(Exercise description): Copy out each line of the material below that holds the string "ended".

(The data):
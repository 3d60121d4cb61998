// Released under MIT License.
// Copyright (c) 2024 venus_gmx developers

//! Implementation of errors that can occur in the `venus_gmx` library.

use std::path::Path;
use thiserror::Error;

/// Errors that can occur when scanning and parsing VENUS output.
/// Line numbers are 1-based.
#[derive(Error, Debug, PartialEq, Eq)]
pub enum ParseVenusError {
    #[error("File `{0}` was not found.")]
    FileNotFound(Box<Path>),
    #[error("Could not read file `{0}`.")]
    CouldNotRead(Box<Path>),
    #[error("Could not parse number of atoms from line {0}: `{1}`.")]
    ParseAtomCountErr(usize, String),
    #[error("Number of atoms declared on line {line} (`{found}`) differs from the previously declared number of atoms (`{expected}`).")]
    AtomCountRedeclared {
        line: usize,
        expected: usize,
        found: usize,
    },
    #[error("Number of atoms in VENUS output (`{declared}`) does not match the number of atoms in the gro template (`{template}`).")]
    TemplateMismatch { declared: usize, template: usize },
    #[error("Number of atoms in VENUS output (`{declared}`) does not match the length of the reorder map (`{map}`).")]
    ReorderMismatch { declared: usize, map: usize },
    #[error("Could not parse masses from line {0}: `{1}`.")]
    ParseMassesErr(usize, String),
    #[error("Masses on line {line} list `{found}` atoms but `{expected}` atoms are declared.")]
    MassCountMismatch {
        line: usize,
        expected: usize,
        found: usize,
    },
    #[error("Could not parse trajectory number from line {0}: `{1}`.")]
    ParseTrajectoryErr(usize, String),
    #[error("Could not parse cycle count or time from line {0}: `{1}`.")]
    ParseCycleErr(usize, String),
    #[error("Could not parse line {0} as atom: `{1}`.")]
    ParseAtomLineErr(usize, String),
    #[error("Frame starting on line {0} precedes the declaration of the number of atoms.")]
    AtomCountUnknown(usize),
    #[error("Frame starting on line {0} precedes the masses of atoms.")]
    MassesUnknown(usize),
    #[error("Frame starting on line {0} does not belong to any trajectory.")]
    NoActiveTrajectory(usize),
    #[error("Input ended unexpectedly inside a block starting on line {0}.")]
    UnexpectedEnd(usize),
}

/// Errors that can occur when reading and parsing gro template file.
#[derive(Error, Debug, PartialEq, Eq)]
pub enum ParseTemplateError {
    #[error("File `{0}` was not found.")]
    FileNotFound(Box<Path>),
    #[error("File `{0}` ended unexpectedly.")]
    LineNotFound(Box<Path>),
    #[error("Could not parse line `{0}`.")]
    ParseLineErr(String),
    #[error("Could not parse line `{0}` as atom.")]
    ParseAtomLineErr(String),
    #[error("Could not parse line `{0}` as box dimensions.")]
    ParseBoxLineErr(String),
}

/// Errors that can occur when reading or validating a reorder map.
#[derive(Error, Debug, PartialEq, Eq)]
pub enum ReorderError {
    #[error("File `{0}` was not found.")]
    FileNotFound(Box<Path>),
    #[error("Could not parse `{0}` as an atom index.")]
    ParseIndexErr(String),
    #[error("Reorder map is empty.")]
    Empty,
    #[error("Atom index `{index}` is out of range (expected 1 to {n_atoms}).")]
    OutOfRange { index: i64, n_atoms: usize },
    #[error("Atom index `{0}` occurs multiple times in the reorder map.")]
    Duplicate(usize),
}

/// Errors that can occur when writing trajectory files.
#[derive(Error, Debug, PartialEq, Eq)]
pub enum WriteTrajError {
    #[error("File `{0}` could not be created.")]
    CouldNotCreate(Box<Path>),
    #[error("Could not write line into file `{0}`.")]
    CouldNotWrite(Box<Path>),
    #[error("Could not back up file `{0}`.")]
    CouldNotBackup(Box<Path>),
    #[error("Could not list directory `{0}`.")]
    CouldNotListDir(Box<Path>),
    #[error("Output path `{0}` has no file name.")]
    InvalidPath(Box<Path>),
    #[error("Position of atom `{atom}` in frame with cycle `{cycle}` is too large for the gro format.")]
    CoordinateTooLarge { atom: usize, cycle: u64 },
    #[error("Frame with cycle `{cycle}` contains `{frame}` atoms but the gro template contains `{template}` atoms.")]
    AtomsNumberMismatch {
        cycle: u64,
        frame: usize,
        template: usize,
    },
}

/// Errors that can occur when constructing or loading conversion options.
#[derive(Error, Debug, PartialEq, Eq)]
pub enum ConfigError {
    #[error("File `{0}` was not found.")]
    FileNotFound(Box<Path>),
    #[error("Could not parse configuration file `{0}`: {1}")]
    ParseErr(Box<Path>, String),
    #[error("Output format of `{0}` is unknown (expected `g96` or `gro`).")]
    UnknownFormat(Box<Path>),
    #[error("Conversion to gro requires a gro template file.")]
    MissingTemplate,
}

/// Kind of input file required by a conversion.
#[derive(Debug, Clone, Copy, PartialEq, Eq)]
pub enum InputKind {
    Venus,
    Template,
    Reorder,
}

impl std::fmt::Display for InputKind {
    fn fmt(&self, f: &mut std::fmt::Formatter<'_>) -> std::fmt::Result {
        match self {
            InputKind::Venus => write!(f, "VENUS output"),
            InputKind::Template => write!(f, "Template gro"),
            InputKind::Reorder => write!(f, "Reorder map"),
        }
    }
}

/// Broad category of a conversion failure.
#[derive(Debug, Clone, Copy, PartialEq, Eq)]
pub enum ErrorCategory {
    /// A required input file does not exist.
    MissingInput,
    /// Declared sizes of the inputs do not agree with each other.
    SchemaViolation,
    /// A field could not be interpreted or a block appears before the state it requires.
    Parse,
    /// The reorder map is not a valid permutation.
    Permutation,
    /// Invalid conversion options.
    Config,
    /// Reading or writing a file failed.
    Io,
}

/// Errors that can occur during a complete conversion.
#[derive(Error, Debug, PartialEq, Eq)]
pub enum ConvertError {
    #[error("{0} file `{1}` does not exist.")]
    MissingInput(InputKind, Box<Path>),
    #[error(transparent)]
    Config(#[from] ConfigError),
    #[error("Could not convert VENUS output `{0}`: {1}")]
    Venus(Box<Path>, #[source] ParseVenusError),
    #[error("Could not read gro template: {0}")]
    Template(#[from] ParseTemplateError),
    #[error("Could not read reorder map `{0}`: {1}")]
    Reorder(Box<Path>, #[source] ReorderError),
    #[error(transparent)]
    Write(#[from] WriteTrajError),
}

impl ConvertError {
    /// Get the category of the error.
    pub fn category(&self) -> ErrorCategory {
        match self {
            ConvertError::MissingInput(_, _) => ErrorCategory::MissingInput,
            ConvertError::Config(_) => ErrorCategory::Config,
            ConvertError::Venus(_, e) => match e {
                ParseVenusError::FileNotFound(_) => ErrorCategory::MissingInput,
                ParseVenusError::CouldNotRead(_) => ErrorCategory::Io,
                ParseVenusError::AtomCountRedeclared { .. }
                | ParseVenusError::TemplateMismatch { .. }
                | ParseVenusError::ReorderMismatch { .. }
                | ParseVenusError::MassCountMismatch { .. } => ErrorCategory::SchemaViolation,
                _ => ErrorCategory::Parse,
            },
            ConvertError::Template(e) => match e {
                ParseTemplateError::FileNotFound(_) => ErrorCategory::MissingInput,
                _ => ErrorCategory::Parse,
            },
            ConvertError::Reorder(_, e) => match e {
                ReorderError::FileNotFound(_) => ErrorCategory::MissingInput,
                ReorderError::ParseIndexErr(_) => ErrorCategory::Parse,
                _ => ErrorCategory::Permutation,
            },
            ConvertError::Write(_) => ErrorCategory::Io,
        }
    }
}

/******************************/
/*         UNIT TESTS         */
/******************************/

(Output for this exercise):
    #[error("Input ended unexpectedly inside a block starting on line {0}.")]
    #[error("File `{0}` ended unexpectedly.")]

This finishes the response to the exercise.